Despite widespread adoption, there remains a lack of systematic evaluation on whether cloud Elastic SSDs (ESSDs) can effectively replace local SSDs while delivering comparable performance. Method: This paper presents the first in-depth empirical characterization of ESSDs on AWS and Alibaba Cloud, identifying four counterintuitive behavioral patterns distinguishing them from local SSDs—and introducing the concept of the “implicit contract”: unarticulated but operationally binding design assumptions imposed by cloud providers that fundamentally constrain ESSD performance. Contribution/Results: Based on these findings, we distill five actionable engineering insights to guide storage stack redesign for ESSD-specific behavioral boundaries. We precisely quantify performance inflection points, latency distributions, and resource contention patterns under realistic workloads. Furthermore, we establish a reproducible benchmarking methodology and derive key design principles for cloud-native storage optimization.

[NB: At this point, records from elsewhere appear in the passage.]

mod assembly;
mod config;
mod error;
mod media;
mod openai;
mod pipeline;
mod store;
mod ui;
mod upload;

use anyhow::{Context, Result};
use clap::{Parser, Subcommand};
use std::path::PathBuf;

use crate::assembly::ClipPool;
use crate::config::{AssemblyMode, Config};
use crate::media::FfmpegTool;
use crate::openai::OpenAiClient;
use crate::pipeline::Pipeline;
use crate::store::EpisodeStore;
use crate::ui::prelude::*;
use crate::upload::{UPLOAD_LOG_FILE, UploadLog, YouTubeHost};

/// Shortsmith main parser
#[derive(Parser, Debug)]
#[command(author, version, about, long_about = None)]
struct Cli {
    /// Activate debug mode (verbose external tool output)
    #[arg(short, long, global = true)]
    debug: bool,

    /// Emit machine-readable JSON events
    #[arg(long, global = true)]
    json: bool,

    /// Use an alternate configuration file
    #[arg(short, long, global = true)]
    config: Option<PathBuf>,

    #[command(subcommand)]
    command: Commands,
}

#[derive(Subcommand, Debug)]
enum Commands {
    /// Produce one new episode end to end
    Generate,
    /// Complete missing stages across all existing episodes
    Repair,
    /// Publish finished episodes that have not been uploaded yet
    Upload,
    /// Check external tools, credentials and the clip pool
    Doctor,
}

fn main() {
    let cli = Cli::parse();

    let format = if cli.json {
        OutputFormat::Json
    } else {
        OutputFormat::Text
    };
    ui::init(format, true);
    ui::set_debug_mode(cli.debug);

    if let Err(e) = run(&cli) {
        emit(
            Level::Error,
            "shortsmith.error",
            &format!("Error: {e:#}"),
            None,
        );
        std::process::exit(1);
    }
}

fn run(cli: &Cli) -> Result<()> {
    let config = Config::load(cli.config.as_deref())?;
    match &cli.command {
        Commands::Generate => handle_generate(&config),
        Commands::Repair => handle_repair(&config),
        Commands::Upload => handle_upload(&config),
        Commands::Doctor => handle_doctor(&config),
    }
}

fn handle_generate(config: &Config) -> Result<()> {
    let store = EpisodeStore::open(&config.output_dir)?;
    let client = OpenAiClient::new(&config.openai, &config.show)?;
    let media = FfmpegTool::new();
    let pipeline = Pipeline::new(config, &store, &client, &client, &client, &media);

    let key = pipeline.generate()?;
    emit(
        Level::Success,
        "generate.done",
        &format!("Completed: {key}"),
        None,
    );
    Ok(())
}

fn handle_repair(config: &Config) -> Result<()> {
    let store = EpisodeStore::open(&config.output_dir)?;
    let client = OpenAiClient::new(&config.openai, &config.show)?;
    let media = FfmpegTool::new();
    let pipeline = Pipeline::new(config, &store, &client, &client, &client, &media);

    let summary = pipeline.repair()?;
    emit(
        Level::Info,
        "repair.done",
        &format!(
            "Repaired {}, skipped {}, untouched {}, failed {}",
            summary.repaired, summary.skipped, summary.untouched, summary.failed
        ),
        None,
    );
    if summary.failed > 0 {
        anyhow::bail!("{} episode(s) failed to repair", summary.failed);
    }
    Ok(())
}

fn handle_upload(config: &Config) -> Result<()> {
    let store = EpisodeStore::open(&config.output_dir)?;
    let token = config.upload.resolved_access_token().context(
        "YouTube access token not found. Set it in the config file or the YOUTUBE_ACCESS_TOKEN environment variable",
    )?;
    let host = YouTubeHost::new(token);
    let mut log = UploadLog::load(store.root().join(UPLOAD_LOG_FILE))?;

    let summary = upload::publish_pending(config, &store, &mut log, &host)?;
    emit(
        Level::Success,
        "upload.done",
        &format!(
            "Uploaded {}, already published {}, missing video {}",
            summary.uploaded, summary.already_published, summary.missing_video
        ),
        None,
    );
    Ok(())
}

fn handle_doctor(config: &Config) -> Result<()> {
    let mut healthy = true;

    for tool in ["ffmpeg", "ffprobe"] {
        match which::which(tool) {
            Ok(path) => emit(
                Level::Success,
                "doctor.tool",
                &format!("{tool}: {}", path.display()),
                None,
            ),
            Err(_) => {
                healthy = false;
                emit(
                    Level::Error,
                    "doctor.tool",
                    &format!("{tool}: not found in PATH"),
                    None,
                );
            }
        }
    }

    if config.openai.resolved_api_key().is_some() {
        emit(
            Level::Success,
            "doctor.openai",
            "OpenAI API key configured",
            None,
        );
    } else {
        healthy = false;
        emit(
            Level::Error,
            "doctor.openai",
            "OpenAI API key missing (config or OPENAI_API_KEY)",
            None,
        );
    }

    if config.upload.resolved_access_token().is_some() {
        emit(
            Level::Success,
            "doctor.upload",
            "YouTube access token configured",
            None,
        );
    } else {
        emit(
            Level::Warn,
            "doctor.upload",
            "YouTube access token missing; upload will not work",
            None,
        );
    }

    let pool = ClipPool::scan(&config.clips_dir)?;
    if pool.is_empty() {
        if config.assembly == AssemblyMode::ClipLibrary {
            healthy = false;
            emit(
                Level::Error,
                "doctor.clips",
                &format!("No clips in {}", config.clips_dir.display()),
                None,
            );
        } else {
            emit(
                Level::Info,
                "doctor.clips",
                "Clip pool empty (unused by the still-image strategy)",
                None,
            );
        }
    } else {
        emit(
            Level::Success,
            "doctor.clips",
            &format!("{} clips in {}", pool.len(), config.clips_dir.display()),
            None,
        );
    }

    if !healthy {
        anyhow::bail!("some checks failed");
    }
    Ok(())
}
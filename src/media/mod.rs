use std::path::{Path, PathBuf};

use crate::error::PipelineError;

mod ffmpeg;

pub use ffmpeg::FfmpegTool;

/// Contract with the external media tool (ffmpeg/ffprobe in production).
///
/// Implementations are blocking; the pipeline runs one episode at a time and
/// waits on every invocation.
pub trait MediaTool {
    /// Playable duration of a media file in seconds. Always positive.
    fn probe_duration(&self, path: &Path) -> Result<f64, PipelineError>;

    /// Stream-copy the inputs, in order, into one video file. No re-encode,
    /// so inputs must share codec and container parameters.
    fn concat_copy(&self, inputs: &[PathBuf], output: &Path) -> Result<(), PipelineError>;

    /// Combine a video track with a narration track into the delivery file,
    /// re-encoded, truncated to the shorter stream and optionally hard-capped.
    fn mux(
        &self,
        video: &Path,
        audio: &Path,
        output: &Path,
        narration_secs: f64,
        max_secs: Option<f64>,
    ) -> Result<(), PipelineError>;

    /// Loop a still image against the narration track (legacy episodes).
    fn loop_still(
        &self,
        image: &Path,
        audio: &Path,
        output: &Path,
        narration_secs: f64,
        max_secs: Option<f64>,
    ) -> Result<(), PipelineError>;
}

Elastic block storage (EBS) with the storage-compute disaggregated architecture stands as a pivotal piece in today's cloud. EBS furnishes users with storage capabilities through the elastic solid-state drive (ESSD). Nevertheless, despite the widespread integration into cloud services, the absence of a thorough ESSD performance characterization raises critical doubt: when more and more services are shifted onto the cloud, can ESSD satisfactorily substitute the storage responsibilities of the local SSD and offer comparable performance? In this paper, we for the first time target this question by characterizing two ESSDs from Amazon AWS and Alibaba Cloud. We present an unwritten contract of cloud-based ESSDs, encapsulating four observations and five implications for cloud storage users. Specifically, the observations are counter-intuitive and contrary to the conventional perceptions of what one would expect from the local SSD. The implications we hope could guide users in revisiting the designs of their deployed cloud software, i.e., harnessing the distinct characteristics of ESSDs for better system performance.